Extension to data with errors-in-variables: If you observe densities $\mathbf{p} = (p_1,...,p_n)$ in lieu of exact observations, the natural generalisation of the KDE is to replace the kernel at the observed value with its expectation under the observed densities. This generalisation gives:

$$\hat{p}(x | \mathbf{p}) = \frac{1}{n \delta} \sum_{i=1}^n \mathbb{E} \Big[ K \Big( \frac{x-X_i}{\delta} \Big) \Big] = \frac{1}{n \delta} \sum_{i=1}^n \int \limits_\mathcal{X} K \Big( \frac{x-x_i}{\delta} \Big) p_i(x_i) dx_i.$$

Since expectation is a linear operator, we have $\hat{p}(x | \mathbf{p}) = \mathbb{E} (\hat{p}(x | \mathbf{X})) $, which is the expected KDE under the random observations $\mathbf{X} \sim \text{IID }\mathbf{p}$. So all we are really doing in this extension is finding the expected KDE given a set of densities for the data.

Convergence: The standard KDE is used in a context where you have an underlying sequence of exchangeable random variables, so you have IID data with a common distribution. In this context, the KDE is known to be uniformly convergent to the true distribution under mild assumptions (see e.g., Jiang 2017).
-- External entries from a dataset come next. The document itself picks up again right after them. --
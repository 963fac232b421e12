use thiserror::Error;

/// Errors raised while translating a COLLADA document.
///
/// Only [`NotCollada`](ColladaError::NotCollada) and
/// [`Xml`](ColladaError::Xml) abort the whole document; every other variant
/// is caught at the enclosing geometry/instance boundary, logged, and the
/// offending content skipped.
#[derive(Debug, Error)]
pub enum ColladaError {
    /// The document root is not a `COLLADA` element.
    #[error("document root is '{0}', expected 'COLLADA'")]
    NotCollada(String),

    /// The document violates COLLADA structure (mismatched ids, missing
    /// required children).
    #[error("malformed document: {0}")]
    Structural(String),

    /// A primitive is missing a required input semantic.
    #[error("missing required input semantic '{0}'")]
    MissingInput(&'static str),

    /// A token could not be parsed as a number.
    #[error("invalid numeric token '{token}'")]
    NumberFormat { token: String },

    /// A url/ref attribute points at nothing in this document.
    #[error("unresolved reference '{0}'")]
    UnresolvedReference(String),

    /// Valid COLLADA that this translator does not handle.
    #[error("unsupported content: {0}")]
    Unsupported(String),

    /// The document is not well-formed XML.
    #[error("xml parse error: {0}")]
    Xml(#[from] xmltree::ParseError),
}
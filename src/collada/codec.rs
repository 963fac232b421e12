//! Whitespace tokenization and bulk numeric parsing for array text.

use super::error::ColladaError;

/// Split element text on any run of whitespace, discarding empty tokens.
pub fn split(text: &str) -> Vec<&str> {
    text.split_whitespace().collect()
}

/// Parse every token as `f32`, failing on the first bad token.
pub fn to_f32(tokens: &[&str]) -> Result<Vec<f32>, ColladaError> {
    tokens
        .iter()
        .map(|t| {
            t.parse().map_err(|_| ColladaError::NumberFormat {
                token: t.to_string(),
            })
        })
        .collect()
}

/// Parse every token as `i32`, failing on the first bad token.
pub fn to_i32(tokens: &[&str]) -> Result<Vec<i32>, ColladaError> {
    tokens
        .iter()
        .map(|t| {
            t.parse().map_err(|_| ColladaError::NumberFormat {
                token: t.to_string(),
            })
        })
        .collect()
}
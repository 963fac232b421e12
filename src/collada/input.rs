//! `<input>` bindings: semantic lookup and index channel counting.

use xmltree::Element;

use crate::dom;

use super::strings as s;

/// A shared `<input>` of a primitive or `<vertices>` element.
#[derive(Debug, Clone)]
pub struct SharedInput {
    pub offset: usize,
    pub semantic: String,
    /// Local id of the referenced source (leading `#` stripped).
    pub source: String,
    pub set: Option<usize>,
}

/// Parse all `<input>` children of an element, in document order.
pub fn inputs(parent: &Element) -> Vec<SharedInput> {
    dom::find_children(parent, s::INPUT)
        .into_iter()
        .map(|input| SharedInput {
            offset: dom::attribute_usize(input, s::OFFSET),
            semantic: dom::attribute(input, s::SEMANTIC)
                .unwrap_or_default()
                .to_string(),
            source: super::local_ref(dom::attribute(input, s::SOURCE).unwrap_or_default())
                .to_string(),
            set: dom::attribute(input, s::SET).and_then(|v| v.parse().ok()),
        })
        .collect()
}

/// Number of interleaved index channels in a `<p>` stream.
///
/// With more than one input the channels are the offset range `0..=max`,
/// even when offsets are shared or sparse; a single input is one channel
/// regardless of its offset.
pub fn channel_count(inputs: &[SharedInput]) -> usize {
    if inputs.len() > 1 {
        inputs.iter().map(|i| i.offset).max().unwrap_or(0) + 1
    } else {
        inputs.len()
    }
}

/// Find the first input with the given semantic (exact, case-sensitive).
pub fn find_semantic<'a>(inputs: &'a [SharedInput], semantic: &str) -> Option<&'a SharedInput> {
    inputs.iter().find(|i| i.semantic == semantic)
}

#[cfg(test)]
mod tests {
    use super::*;

    fn input(offset: usize, semantic: &str) -> SharedInput {
        SharedInput {
            offset,
            semantic: semantic.to_string(),
            source: String::new(),
            set: None,
        }
    }

    #[test]
    fn channel_count_spans_sparse_offsets() {
        let set = [input(0, "VERTEX"), input(2, "NORMAL")];
        assert_eq!(channel_count(&set), 3);
    }

    #[test]
    fn single_input_is_one_channel() {
        assert_eq!(channel_count(&[input(5, "VERTEX")]), 1);
        assert_eq!(channel_count(&[]), 0);
    }

    #[test]
    fn semantic_lookup_is_case_sensitive() {
        let set = [input(0, "VERTEX"), input(1, "NORMAL")];
        assert!(find_semantic(&set, "NORMAL").is_some());
        assert!(find_semantic(&set, "normal").is_none());
    }

    #[test]
    fn parse_inputs() {
        let xml = "<triangles>\
                     <input semantic=\"VERTEX\" source=\"#verts\" offset=\"0\"/>\
                     <input semantic=\"TEXCOORD\" source=\"#uv\" offset=\"1\" set=\"0\"/>\
                   </triangles>";
        let element = Element::parse(xml.as_bytes()).unwrap();
        let parsed = inputs(&element);
        assert_eq!(parsed.len(), 2);
        assert_eq!(parsed[0].source, "verts");
        assert_eq!(parsed[1].set, Some(0));
        assert_eq!(channel_count(&parsed), 2);
    }
}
When you extend this to replace the observations with individual densities, you no longer have an exchangeable sequence of observations, and so you will need to specify what you mean by the underlying "true" distribution, and you will also need to specify the relationships of the "true" distribution with the observed densities for the observations (@dsaxton points out this limitation in your question in the comments). Taking the "true" distribution to be an average of the sequence of observable densities would be a natural extension, and it should allow you to get convergence results similar to the standard case. This would be a larger analysis, and it is beyond the scope of what I can do in a short answer like this.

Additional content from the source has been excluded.